O compromisso do comitê seria buscar o fim das hostilidades na Ucrânia e o início de conversas diretas tanto com o presidente da Ucrânia, Vladimir Zelenski, quanto com a Rússia, Vladimir Putin. A isso também se somaria a cessação de testes nucleares e provocações militares em outras partes do planeta , de modo que a proposta não se limita à Rússia e Ucrânia, mas parece carregar uma dedicação a outros importantes atores internacionais como Irã, Israel, Arábia Saudita, Europa, China e, claro, os Estados Unidos.

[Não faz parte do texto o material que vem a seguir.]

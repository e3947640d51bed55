//! The `EventStore` trait — the durable ledger behind every run.
//!
//! The trait is implemented by storage backends (e.g.
//! `gigwatch-store-sqlite`). The monitor and the API depend on this
//! abstraction, not on any concrete backend.

use std::future::Future;

use crate::{
  event::{Event, EventRecord, Notification, RawEvent},
  window::DateWindow,
};

/// Abstraction over a gigwatch ledger backend.
///
/// Events are upserted by source ID. Notifications are append-only: no method
/// updates or deletes a notification row, and the existence of one marks its
/// event as already announced.
///
/// All methods return `Send` futures so the trait can be used in multi-threaded
/// async runtimes (e.g. tokio with `axum`).
pub trait EventStore: Send + Sync {
  type Error: std::error::Error + Send + Sync + 'static;

  // ── Writes ────────────────────────────────────────────────────────────

  /// Insert `record`, or fully replace the stored event with the same ID.
  ///
  /// Mutable fields are overwritten and `updated_at` is set to now; `id` and
  /// `created_at` are preserved. The event's artist associations are replaced
  /// with `record.artists` in the same transaction, so readers never observe
  /// a half-replaced list.
  fn upsert_event<'a>(
    &'a self,
    record: &'a RawEvent,
  ) -> impl Future<Output = Result<Event, Self::Error>> + Send + 'a;

  /// Append a notification row for `event_id`.
  fn mark_notified<'a>(
    &'a self,
    event_id: &'a str,
    reason: &'a str,
  ) -> impl Future<Output = Result<Notification, Self::Error>> + Send + 'a;

  // ── Reads ─────────────────────────────────────────────────────────────

  /// Events whose canonical date falls inside `window`, oldest first.
  fn events_in_window(
    &self,
    window: DateWindow,
  ) -> impl Future<Output = Result<Vec<EventRecord>, Self::Error>> + Send + '_;

  /// Distinct events inside `window` associated with any of `artist_ids`
  /// that have no notification row, oldest first.
  fn unnotified_for_artists<'a>(
    &'a self,
    artist_ids: &'a [String],
    window: DateWindow,
  ) -> impl Future<Output = Result<Vec<EventRecord>, Self::Error>> + Send + 'a;

  /// Whether at least one notification row references `event_id`.
  fn has_been_notified<'a>(
    &'a self,
    event_id: &'a str,
  ) -> impl Future<Output = Result<bool, Self::Error>> + Send + 'a;

  /// A single event with its artists. Returns `None` if not found.
  fn get_event<'a>(
    &'a self,
    event_id: &'a str,
  ) -> impl Future<Output = Result<Option<EventRecord>, Self::Error>> + Send + 'a;

  /// The notification history of one event, oldest first.
  fn notifications_for_event<'a>(
    &'a self,
    event_id: &'a str,
  ) -> impl Future<Output = Result<Vec<Notification>, Self::Error>> + Send + 'a;

  /// The most recent `limit` notifications across all events, newest first.
  fn recent_notifications(
    &self,
    limit: usize,
  ) -> impl Future<Output = Result<Vec<Notification>, Self::Error>> + Send + '_;
}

O desejo é que, cultivando uma trégua por um período definido e específico, os países possam focar em políticas públicas de médio prazo para os problemas de pobreza e saúde que existem em todo o mundo e que se agravaram durante a pandemia. Essa proposta será apresentada formalmente à comunidade internacional pelo chanceler Marcelo Ebrard na Assembleia Geral das Nações Unidas.
As críticas à proposta de López Obrador foram imediatas por diferentes setores dentro e fora do México. Os conservadores mexicanos disseram que criticar as sanções econômicas impostas à Rússia era um apoio de fato ao governo Putin. Fora do México, Mikhail Podoliak, assessor do chefe do Gabinete do Presidente da Ucrânia, criticou a proposta no Twitter, afirmando que era um plano pró-russo que busca dar tempo à Rússia para preparar uma próxima ofensiva.
O disparate do assessor do Governo da Ucrânia foi descrito por López Obrador como vulgaridade mental e como defesa de uma posição sectária . Além disso, o presidente mexicano considerou que essas acusações fazem parte dos riscos ocupacionais que se vive na política e insistiu que a proposta não é pró-russa, mas sim parte de uma neutralidade política cujo único desejo é buscar a paz e que o mundo crise económica não continua a agravar-se.
López Obrador destacou que neste momento e nos próximos dias, tanto o chanceler Marcelo Ebrard quanto o embaixador do México na ONU, Juan Ramón de la Fuente, têm a tarefa de buscar apoio internacional para sua proposta de paz com as demais nações, porque ” a guerra é a mais irracional” que pode haver.
Parece improvável que a ideia do presidente do México prospere na ONU , especialmente em um momento em que as autoproclamadas repúblicas populares de Donetsk e Lugansk, bem como as províncias de Kherson e Zaporozhie, pediram separação referendos sobre a integração com a Rússia de 23 a 27 de setembro. Esses quatro territórios juntos representam 15% do território ucraniano.
Como esperado, os referendos foram amplamente criticados pela União Europeia e pelos Estados Unidos, que afirmaram não reconhecer os resultados, antecipando que serão favoráveis à causa russa, pelo que podemos antever que o conflito ainda carece de muitos capítulos a serem escritos.
Aparentemente, a proposta de López Obrador não passará de uma anedota que, embora não tenha repercussões reais para a resolução do problema, serviu para apontar a hipocrisia da OTAN em relação a este conflito em particular, bem como a futilidade do ONU em quase qualquer assunto de guerra internacional. É claro que as organizações internacionais criadas no final da Segunda Guerra Mundial estão agora obsoletas e que devemos reformá-las e incluir outros atores internacionais (Índia, China, Brasil, África do Sul, Turquia, Irã) que têm maior peso geopolítico do que o que se pretende que lhes seja concedido nas organizações ocidentais.
Sem aceitar que há uma nova correlação de forças em nível global , pouco podemos fazer para avançar em qualquer direção.